一、概述

线粒体超氧化物检测通常涉及使用特定的荧光探针来检测线粒体产生的超氧阴离子（O2•-）。这种检测对于研究氧化应激、衰老、神经退行性疾病以及癌症等疾病的发病机制非常重要。MitoSOX Red是一种专门用于检测线粒体超氧阴离子的荧光探针。MitoSOX Red分子具有高度的脂溶性，可以轻松穿透细胞膜，一旦进入细胞，就会被线粒体内的负电势驱动，积累在线粒体基质中，并与超氧阴离子反应，被氧化生成红色的荧光产物。氧化后的MitoSOX Red荧光强度显著增强，可以通过荧光显微镜或流式细胞仪检测。

二、实验材料

PBS溶液、MitoSOX Red探针、细胞核染料（Hochest等）、细胞培养相关耗材

三、实验方法

1、细胞准备：将细胞培养至适当的密度，通常为70-90%的融合度。对于贴壁细胞，通常在培养皿或盖玻片上培养；对于悬浮细胞，可能需要先将其固定在培养皿上。

2、细胞固定（如果需要）：对于某些实验，可能需要先固定细胞以保持结构的完整性。

3、装载探针：根据探针的说明书，将细胞与MitoSOX Red或其他超氧阴离子探针一起孵育。通常，MitoSOX Red的工作浓度为5uM，孵育时间为10-30min。

4、洗涤细胞：去除探针溶液，使用PBS或适当的缓冲液轻轻洗涤细胞，以去除未结合的探针。

5、共染色（可选）：如果需要同时观察线粒体的位置，可以加入MitoTracker Green或其他线粒体染料进行共染色。

6、核染色（可选）：使用Hoechst或其他核染料（DAPI等）对细胞核进行染色，以便在荧光显微镜下同时观察细胞核和线粒体。
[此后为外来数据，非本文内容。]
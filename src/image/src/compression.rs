//! Stream compression detection by magic bytes.

use std::io::{self, Cursor, Read, Write};

use flate2::read::MultiGzDecoder;

use crate::media::Compression;

const GZIP_MAGIC: &[u8] = &[0x1f, 0x8b];
const ZSTD_MAGIC: &[u8] = &[0x28, 0xb5, 0x2f, 0xfd];
const BZIP2_MAGIC: &[u8] = b"BZh";
const XZ_MAGIC: &[u8] = &[0xfd, 0x37, 0x7a, 0x58, 0x5a, 0x00];

/// Compression algorithm of a byte stream.
#[derive(Debug, Clone, Copy, PartialEq, Eq)]
pub enum Algorithm {
    Uncompressed,
    Gzip,
    Zstd,
    Bzip2,
    Xz,
}

impl Algorithm {
    /// Detect the algorithm from the first bytes of a stream.
    pub fn detect(head: &[u8]) -> Self {
        if head.starts_with(GZIP_MAGIC) {
            Algorithm::Gzip
        } else if head.starts_with(ZSTD_MAGIC) {
            Algorithm::Zstd
        } else if head.starts_with(BZIP2_MAGIC) {
            Algorithm::Bzip2
        } else if head.starts_with(XZ_MAGIC) {
            Algorithm::Xz
        } else {
            Algorithm::Uncompressed
        }
    }
}

impl std::fmt::Display for Algorithm {
    fn fmt(&self, f: &mut std::fmt::Formatter<'_>) -> std::fmt::Result {
        let name = match self {
            Algorithm::Uncompressed => "uncompressed",
            Algorithm::Gzip => "gzip",
            Algorithm::Zstd => "zstd",
            Algorithm::Bzip2 => "bzip2",
            Algorithm::Xz => "xz",
        };
        f.write_str(name)
    }
}

/// Wrap `reader` in the decoder its magic bytes call for.
///
/// Concatenated gzip members are decoded as one stream.
pub fn decompress<'a, R: Read + Send + 'a>(
    mut reader: R,
) -> io::Result<(Algorithm, Box<dyn Read + Send + 'a>)> {
    let mut head = Vec::with_capacity(XZ_MAGIC.len());
    (&mut reader)
        .take(XZ_MAGIC.len() as u64)
        .read_to_end(&mut head)?;
    let algorithm = Algorithm::detect(&head);
    let stream = Cursor::new(head).chain(reader);
    let decoded: Box<dyn Read + Send + 'a> = match algorithm {
        Algorithm::Uncompressed => Box::new(stream),
        Algorithm::Gzip => Box::new(MultiGzDecoder::new(stream)),
        Algorithm::Zstd => Box::new(zstd::stream::read::Decoder::new(stream)?),
        Algorithm::Bzip2 => Box::new(bzip2::read::BzDecoder::new(stream)),
        Algorithm::Xz => Box::new(xz2::read::XzDecoder::new(stream)),
    };
    Ok((algorithm, decoded))
}

/// Decompress a whole buffer.
pub fn decompress_all(data: &[u8]) -> io::Result<Vec<u8>> {
    let (_, mut reader) = decompress(data)?;
    let mut out = Vec::new();
    reader.read_to_end(&mut out)?;
    Ok(out)
}

/// Gzip a whole buffer at the default level.
pub fn gzip_all(data: &[u8]) -> io::Result<Vec<u8>> {
    let mut encoder = flate2::write::GzEncoder::new(Vec::new(), flate2::Compression::default());
    encoder.write_all(data)?;
    encoder.finish()
}

/// Compress `reader` into `writer` as `compression` calls for and return the
/// writer. `level` is the encoder level; `None` picks the default.
pub fn compress<R: Read, W: Write>(
    compression: Compression,
    level: Option<i32>,
    mut reader: R,
    writer: W,
) -> io::Result<W> {
    match compression {
        Compression::Uncompressed => {
            let mut writer = writer;
            io::copy(&mut reader, &mut writer)?;
            Ok(writer)
        }
        Compression::Gzip => {
            let level = level
                .map(|l| flate2::Compression::new(l.clamp(0, 9) as u32))
                .unwrap_or_default();
            let mut encoder = flate2::write::GzEncoder::new(writer, level);
            io::copy(&mut reader, &mut encoder)?;
            encoder.finish()
        }
        Compression::Zstd => {
            let mut encoder = zstd::stream::write::Encoder::new(writer, level.unwrap_or(3))?;
            io::copy(&mut reader, &mut encoder)?;
            encoder.finish()
        }
    }
}

#[cfg(test)]
mod tests {
    use super::*;

    #[test]
    fn test_detect() {
        assert_eq!(Algorithm::detect(&[0x1f, 0x8b, 8]), Algorithm::Gzip);
        assert_eq!(Algorithm::detect(b"BZh91AY"), Algorithm::Bzip2);
        assert_eq!(Algorithm::detect(b"ustar"), Algorithm::Uncompressed);
        assert_eq!(Algorithm::detect(b""), Algorithm::Uncompressed);
    }

    #[test]
    fn test_decompress_gzip_members() {
        let mut data = gzip_all(b"hello ").unwrap();
        data.extend(gzip_all(b"world").unwrap());
        assert_eq!(decompress_all(&data).unwrap(), b"hello world");
    }

    #[test]
    fn test_decompress_each_algorithm() {
        let payload = b"layer payload".to_vec();

        let zstd_data = zstd::encode_all(&payload[..], 3).unwrap();
        assert_eq!(decompress_all(&zstd_data).unwrap(), payload);

        let mut bz = bzip2::write::BzEncoder::new(Vec::new(), bzip2::Compression::default());
        bz.write_all(&payload).unwrap();
        assert_eq!(decompress_all(&bz.finish().unwrap()).unwrap(), payload);

        let mut xz = xz2::write::XzEncoder::new(Vec::new(), 6);
        xz.write_all(&payload).unwrap();
        assert_eq!(decompress_all(&xz.finish().unwrap()).unwrap(), payload);

        assert_eq!(decompress_all(&payload).unwrap(), payload);
    }

    #[test]
    fn test_compress_then_detect() {
        let payload = b"tar bytes".to_vec();
        let gz = compress(Compression::Gzip, Some(9), &payload[..], Vec::new()).unwrap();
        assert_eq!(Algorithm::detect(&gz), Algorithm::Gzip);
        let zst = compress(Compression::Zstd, None, &payload[..], Vec::new()).unwrap();
        assert_eq!(Algorithm::detect(&zst), Algorithm::Zstd);
        assert_eq!(decompress_all(&zst).unwrap(), payload);
        let raw = compress(Compression::Uncompressed, None, &payload[..], Vec::new()).unwrap();
        assert_eq!(raw, payload);
    }

    #[test]
    fn test_decompress_short_input() {
        let (algorithm, mut reader) = decompress(&b"ab"[..]).unwrap();
        assert_eq!(algorithm, Algorithm::Uncompressed);
        let mut out = Vec::new();
        reader.read_to_end(&mut out).unwrap();
        assert_eq!(out, b"ab");
    }
}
7、荧光显微镜观察：使用荧光显微镜观察和拍摄线粒体的荧光图像。MitoSOX Red的激发/发射波长通常为510/580nm。

8、数据分析：通过测量荧光强度来定量超氧阴离子的产生。可以拍摄荧光图像进行定性分析，或者通过荧光强度的定量分析来评估超氧阴离子的产生。

注意事项：进行线粒体超氧化物检测时，需要注意避免使用BSA和酚红(Phenol red)，因为它们可能会干扰荧光探针的检测。